Son günlerde, ABD faiz oranlarının gidişatına ilişkin belirsizlikler ve Çin yerel hisse senedi türevlerinin yakın zamanda sert satış yemesi tehdidi, yatırımcıların endişelerini artırdı.
Analistler güven eksikliğini gidermek için neden hanelere mali destek sağlanmadığı konusunda bölünmüş durumda. Ağustos ayında yayınlanan bir araştırma notunda, Rhodium Group analistlerinden Logan Wright, Çin’in mali teşvik sağlama becerisinin fazlasıyla abartıldığını savundu. Yakın zamanda yapılan bir telefon görüşmesinde Wright, Beijing’in bütçü araçlarının “genel olarak anlaşıldığından çok daha zayıf” olduğunu söyledi. “Sorun şu ki Çin, yatırım odaklı büyüme modelinin dışında çok fazla vergi toplayamıyor” diye ekledi. Beijing, borç yükümlülüklerine boğulmuş durumda. Sağlam bir vergi kaynağı yaratma mekanizması olmadan, bir zamanlar sahip olduğu nakit bazukaya sahip değil.
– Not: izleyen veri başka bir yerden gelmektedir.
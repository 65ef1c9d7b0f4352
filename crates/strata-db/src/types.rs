use anyhow::Result;
use async_trait::async_trait;
use serde::{Deserialize, Serialize};

pub type SessionId = u64;

/// Handle to an open transactional session.
///
/// Returned by [`Database::create_transactional_session`] and passed back to
/// commit or abort, so a database that keeps several sessions open at once
/// can tell them apart.
#[derive(Debug, Clone, Copy, Serialize, Deserialize, PartialEq, Eq, Hash)]
pub struct TransactionalSession {
    pub id: SessionId,
}

#[async_trait]
pub trait Database: Send + Sync {
    async fn create_transactional_session(&self) -> Result<TransactionalSession>;
    async fn commit_transactional_session(&self, session: &TransactionalSession) -> Result<()>;
    async fn abort_transactional_session(&self, session: &TransactionalSession) -> Result<()>;
}
pub mod memory;
pub mod types;

pub use memory::{MemoryDatabase, SessionEvent};
pub use types::{Database, SessionId, TransactionalSession};
use std::sync::Arc;
use std::time::Duration;

use anyhow::anyhow;
use async_trait::async_trait;
use http::{HeaderMap, Method, StatusCode};
use serde::Deserialize;
use serde_json::Value;
use strata_dispatch::{
    AjaxResponse, AppConfig, DisabledTransport, DispatchError, RequestOptions, RestError, RestTransport,
};

use crate::args::Args;

/// REST fallback against an upstream server speaking the same API.
#[derive(Debug, Clone)]
pub struct HttpTransport {
    http: reqwest::Client,
    base_url: String,
    application_id: String,
    master_key: Option<String>,
}

#[derive(Debug, Deserialize)]
struct UpstreamError {
    code: i32,
    error: String,
}

fn classify_reqwest_error(error: &reqwest::Error) -> &'static str {
    if error.is_timeout() {
        return "timeout";
    }
    if error.is_connect() {
        return "connect";
    }
    "other"
}

fn transport_error(error: reqwest::Error) -> DispatchError {
    tracing::warn!(error=%error, kind = classify_reqwest_error(&error), "upstream request failed");
    DispatchError::Transport(error.into())
}

impl HttpTransport {
    pub fn new(
        http: reqwest::Client,
        base_url: impl Into<String>,
        application_id: impl Into<String>,
        master_key: Option<String>,
    ) -> Self {
        Self {
            http,
            base_url: base_url.into(),
            application_id: application_id.into(),
            master_key,
        }
    }

    fn url_for(&self, path: &str) -> String {
        join_url(&self.base_url, path)
    }
}

/// `HttpTransport` against `--upstream-url`, or [`DisabledTransport`] when
/// no upstream is configured.
pub fn build_transport(args: &Args) -> anyhow::Result<Arc<dyn RestTransport>> {
    let Some(upstream_url) = args.upstream_url.clone() else {
        tracing::warn!("STRATA_UPSTREAM_URL not set, unroutable calls will be rejected");
        return Ok(Arc::new(DisabledTransport));
    };
    let http = reqwest::Client::builder()
        .connect_timeout(Duration::from_secs(3))
        .timeout(Duration::from_secs(60))
        .build()?;
    tracing::info!(upstream_url=%upstream_url, "REST fallback enabled");
    Ok(Arc::new(HttpTransport::new(
        http,
        upstream_url,
        args.application_id.clone(),
        args.master_key.clone(),
    )))
}

/// `base/path` with exactly one slash between them.
pub fn join_url(base: &str, path: &str) -> String {
    format!(
        "{}/{}",
        base.trim_end_matches('/'),
        path.trim_start_matches('/')
    )
}

/// Top-level fields of `body` as a query string. Strings are sent as-is,
/// everything else JSON-encoded.
pub fn encode_query(body: &Value) -> String {
    let Some(fields) = body.as_object() else {
        return String::new();
    };
    fields
        .iter()
        .map(|(key, value)| {
            let value = match value {
                Value::String(s) => s.clone(),
                other => other.to_string(),
            };
            format!(
                "{}={}",
                urlencoding::encode(key),
                urlencoding::encode(&value)
            )
        })
        .collect::<Vec<_>>()
        .join("&")
}

/// Maps an upstream reply to the dispatcher's result.
pub fn decode_response(status: StatusCode, text: &str) -> Result<Value, DispatchError> {
    if status.is_success() {
        if text.trim().is_empty() {
            return Ok(Value::Object(Default::default()));
        }
        return serde_json::from_str(text).map_err(|e| {
            DispatchError::Transport(anyhow!("upstream returned invalid JSON: {e}"))
        });
    }
    match serde_json::from_str::<UpstreamError>(text) {
        Ok(err) => Err(RestError::new(err.code, err.error).into()),
        Err(_) => Err(DispatchError::Transport(anyhow!(
            "upstream returned {status}: {text}"
        ))),
    }
}

#[async_trait]
impl RestTransport for HttpTransport {
    async fn send(
        &self,
        method: Method,
        path: String,
        body: Value,
        options: RequestOptions,
        config: Option<Arc<AppConfig>>,
    ) -> Result<Value, DispatchError> {
        let application_id = config
            .as_ref()
            .map(|c| c.application_id.as_str())
            .unwrap_or(&self.application_id);
        let master_key = config
            .as_ref()
            .and_then(|c| c.master_key.as_deref())
            .or(self.master_key.as_deref());

        let mut url = self.url_for(&path);
        let is_get = method == Method::GET;
        if is_get {
            let query = encode_query(&body);
            if !query.is_empty() {
                url.push('?');
                url.push_str(&query);
            }
        }

        let mut req = self
            .http
            .request(method.clone(), &url)
            .header("X-Parse-Application-Id", application_id)
            .header("X-Parse-Installation-Id", options.installation_id())
            .header("X-Parse-Request-Id", uuid::Uuid::new_v4().to_string());
        if let Some(token) = options.session_token.as_deref() {
            req = req.header("X-Parse-Session-Token", token);
        }
        if options.use_master_key {
            match master_key {
                Some(key) => req = req.header("X-Parse-Master-Key", key),
                None => tracing::warn!(path=%path, "master key requested but none configured"),
            }
        }
        if !is_get {
            req = req.json(&body);
        }

        tracing::debug!(method=%method, url=%url, "forwarding to upstream");
        let resp = req.send().await.map_err(transport_error)?;
        let status = resp.status();
        let text = resp.text().await.map_err(transport_error)?;
        decode_response(status, &text)
    }

    async fn ajax(
        &self,
        method: Method,
        url: String,
        body: Option<Value>,
        headers: HeaderMap,
    ) -> Result<AjaxResponse, DispatchError> {
        let mut req = self.http.request(method, &url).headers(headers);
        if let Some(body) = body.as_ref() {
            req = req.json(body);
        }
        let resp = req.send().await.map_err(transport_error)?;
        let status = resp.status().as_u16();
        let headers = resp.headers().clone();
        let text = resp.text().await.map_err(transport_error)?;
        let body = if text.is_empty() {
            Value::Null
        } else {
            serde_json::from_str(&text).unwrap_or(Value::String(text))
        };
        Ok(AjaxResponse {
            status,
            headers,
            body,
        })
    }
}
//! Earthquake events and the "ping" animation drawn over them.

use rand::Rng;
use serde::Deserialize;
use std::{
    fs::File,
    io::Read,
    path::Path,
    time::{Duration, Instant},
};

use crate::config::PingOptions;
use crate::error::Result;

/// Magnitudes are colored over this range.
pub const MAGNITUDE_DOMAIN: [f64; 2] = [0.0, 10.0];
/// Legend grades shown next to the map.
pub const LEGEND_GRADES: [f64; 6] = [0.0, 2.0, 4.0, 6.0, 8.0, 10.0];

// Yellow-orange-red sequential ramp, low to high.
const YL_OR_RD: [(u8, u8, u8); 9] = [
    (0xff, 0xff, 0xcc),
    (0xff, 0xed, 0xa0),
    (0xfe, 0xd9, 0x76),
    (0xfe, 0xb2, 0x4c),
    (0xfd, 0x8d, 0x3c),
    (0xfc, 0x4e, 0x2a),
    (0xe3, 0x1a, 0x1c),
    (0xbd, 0x00, 0x26),
    (0x80, 0x00, 0x26),
];

/// One row of the USGS feed.
#[derive(Clone, Debug, Deserialize, PartialEq)]
pub struct Quake {
    pub latitude: f64,
    pub longitude: f64,
    #[serde(default)]
    pub mag: Option<f64>,
}

impl Quake {
    pub fn color(&self) -> (u8, u8, u8) {
        magnitude_color(self.mag.unwrap_or(0.0))
    }
}

pub fn load_quakes<P: AsRef<Path>>(path: P) -> Result<Vec<Quake>> {
    let path = path.as_ref();
    let quakes = read_quakes(File::open(path)?)?;
    log::info!("Loaded {} earthquakes from {}", quakes.len(), path.display());
    Ok(quakes)
}

pub fn read_quakes<R: Read>(reader: R) -> Result<Vec<Quake>> {
    let mut reader = csv::ReaderBuilder::new().has_headers(true).from_reader(reader);
    let mut quakes = Vec::new();
    for row in reader.deserialize::<Quake>() {
        match row {
            Ok(q) => quakes.push(q),
            Err(e) => log::debug!("Skipping earthquake row: {}", e),
        }
    }
    Ok(quakes)
}

/// Sequential color for a magnitude, clamped to [`MAGNITUDE_DOMAIN`].
pub fn magnitude_color(mag: f64) -> (u8, u8, u8) {
    let [lo, hi] = MAGNITUDE_DOMAIN;
    let t = ((mag - lo) / (hi - lo)).clamp(0.0, 1.0);
    let scaled = t * (YL_OR_RD.len() - 1) as f64;
    let i = (scaled.floor() as usize).min(YL_OR_RD.len() - 2);
    let f = scaled - i as f64;
    let (a, b) = (YL_OR_RD[i], YL_OR_RD[i + 1]);
    let mix = |x: u8, y: u8| (x as f64 + (y as f64 - x as f64) * f).round() as u8;
    (mix(a.0, b.0), mix(a.1, b.1), mix(a.2, b.2))
}

/// A ring expanding out of one earthquake location.
#[derive(Clone, Debug, PartialEq)]
pub struct Ping {
    pub lon: f64,
    pub lat: f64,
    pub mag: Option<f64>,
    pub started: Instant,
}

/// Progress of a ping in `[0, 1]`.
fn progress(ping: &Ping, now: Instant, duration: Duration) -> f64 {
    if duration.is_zero() {
        return 1.0;
    }
    let elapsed = now.saturating_duration_since(ping.started);
    (elapsed.as_secs_f64() / duration.as_secs_f64()).min(1.0)
}

/// Self-rescheduling ping timer, advanced by the event loop.
#[derive(Clone, Debug)]
pub struct PingLayer {
    options: PingOptions,
    pings: Vec<Ping>,
    next_at: Option<Instant>,
    paused: bool,
}

impl PingLayer {
    pub fn new(options: PingOptions) -> Self {
        Self { options, pings: Vec::new(), next_at: None, paused: false }
    }

    pub fn pings(&self) -> &[Ping] {
        &self.pings
    }

    /// Most recently fired ping still on screen.
    pub fn latest(&self) -> Option<&Ping> {
        self.pings.last()
    }

    pub fn is_paused(&self) -> bool {
        self.paused
    }

    /// Stops new pings; running ones still fade out.
    pub fn set_paused(&mut self, paused: bool) {
        if self.paused && !paused {
            self.next_at = None;
        }
        self.paused = paused;
    }

    fn duration(&self) -> Duration {
        Duration::from_millis(self.options.duration_ms)
    }

    fn delay<R: Rng>(&self, rng: &mut R) -> Duration {
        let jitter = rng.random_range(0.0..1.0) * self.options.jitter_ms as f64;
        Duration::from_millis(self.options.min_delay_ms) + Duration::from_secs_f64(jitter / 1000.0)
    }

    /// Expires finished pings and, when due, fires one at a random quake.
    pub fn tick<R: Rng>(&mut self, now: Instant, quakes: &[Quake], rng: &mut R) {
        let duration = self.duration();
        self.pings.retain(|p| progress(p, now, duration) < 1.0);

        if self.paused || quakes.is_empty() {
            return;
        }
        match self.next_at {
            Some(at) if now < at => {}
            _ => {
                let q = &quakes[rng.random_range(0..quakes.len())];
                self.pings.push(Ping { lon: q.longitude, lat: q.latitude, mag: q.mag, started: now });
                self.next_at = Some(now + self.delay(rng));
            }
        }
    }

    /// Ring radius in screen pixels.
    pub fn radius(&self, ping: &Ping, now: Instant) -> f64 {
        let [r0, r1] = self.options.radius_range;
        r0 + (r1 - r0) * progress(ping, now, self.duration())
    }

    pub fn opacity(&self, ping: &Ping, now: Instant) -> f64 {
        let [o0, o1] = self.options.opacity_range;
        o0 + (o1 - o0) * progress(ping, now, self.duration())
    }
}

#[cfg(test)]
mod tests {
    use super::*;
    use rand::{SeedableRng, rngs::StdRng};

    fn quakes() -> Vec<Quake> {
        read_quakes(
            "time,latitude,longitude,depth,mag\n\
             2023-12-01T00:00:00Z,38.8,-122.8,2.1,1.2\n\
             2023-12-01T00:10:00Z,61.2,-150.0,40.0,\n\
             2023-12-01T00:20:00Z,bad,-150.0,40.0,3.0\n"
                .as_bytes(),
        )
        .unwrap()
    }

    #[test]
    fn reads_feed_and_tolerates_missing_magnitude() {
        let q = quakes();
        assert_eq!(q.len(), 2);
        assert_eq!(q[0].mag, Some(1.2));
        assert_eq!(q[1].mag, None);
    }

    #[test]
    fn magnitude_ramp_endpoints() {
        assert_eq!(magnitude_color(0.0), YL_OR_RD[0]);
        assert_eq!(magnitude_color(10.0), YL_OR_RD[8]);
        assert_eq!(magnitude_color(42.0), YL_OR_RD[8]);
        assert_eq!(magnitude_color(-1.0), YL_OR_RD[0]);
    }

    #[test]
    fn pings_fire_expand_and_expire() {
        let mut layer = PingLayer::new(PingOptions::default());
        let mut rng = StdRng::seed_from_u64(7);
        let t0 = Instant::now();
        let q = quakes();

        layer.tick(t0, &q, &mut rng);
        assert_eq!(layer.pings().len(), 1);
        let ping = layer.pings()[0].clone();
        assert_eq!(layer.latest(), Some(&ping));
        assert!(q.iter().any(|e| e.mag == ping.mag && e.longitude == ping.lon));
        assert_eq!(layer.radius(&ping, t0), 5.0);
        assert_eq!(layer.opacity(&ping, t0), 1.0);

        // next ping is at least 100ms away
        layer.tick(t0 + Duration::from_millis(50), &q, &mut rng);
        assert_eq!(layer.pings().len(), 1);

        let late = t0 + Duration::from_millis(800);
        assert_eq!(layer.radius(&ping, late), 12.0);
        layer.tick(late, &q, &mut rng);
        assert!(layer.pings().iter().all(|p| p.started > t0));
    }

    #[test]
    fn paused_layer_only_fades() {
        let mut layer = PingLayer::new(PingOptions::default());
        let mut rng = StdRng::seed_from_u64(1);
        let t0 = Instant::now();
        layer.set_paused(true);
        layer.tick(t0, &quakes(), &mut rng);
        assert!(layer.pings().is_empty());
    }
}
Sorun ideolojik olabilir mi?
Bir başka Çin uzmanı Yao Business Insider’a “Mali teşvik eksikliğinin ideolojik nedenleri olduğu sonucuna vardım” dedi. “Bir bakıma Xi Jinping kendi ekonomik düzenini geliştirmek istiyor. Batı’nın yaptığı, parayı tüketicilere israf etmek ve uzun vadeli getirisi olmayan şeyleri harcamak gibi bir hataya düşmekten kaçınmaya çalışıyor. Bu açıdan hanelere nakit desteği gibi konut-inşaat krizini çözmeye aday, fakat uzun vadeli sosyal getirisi olmayan icraatlardan kaçınıyor.”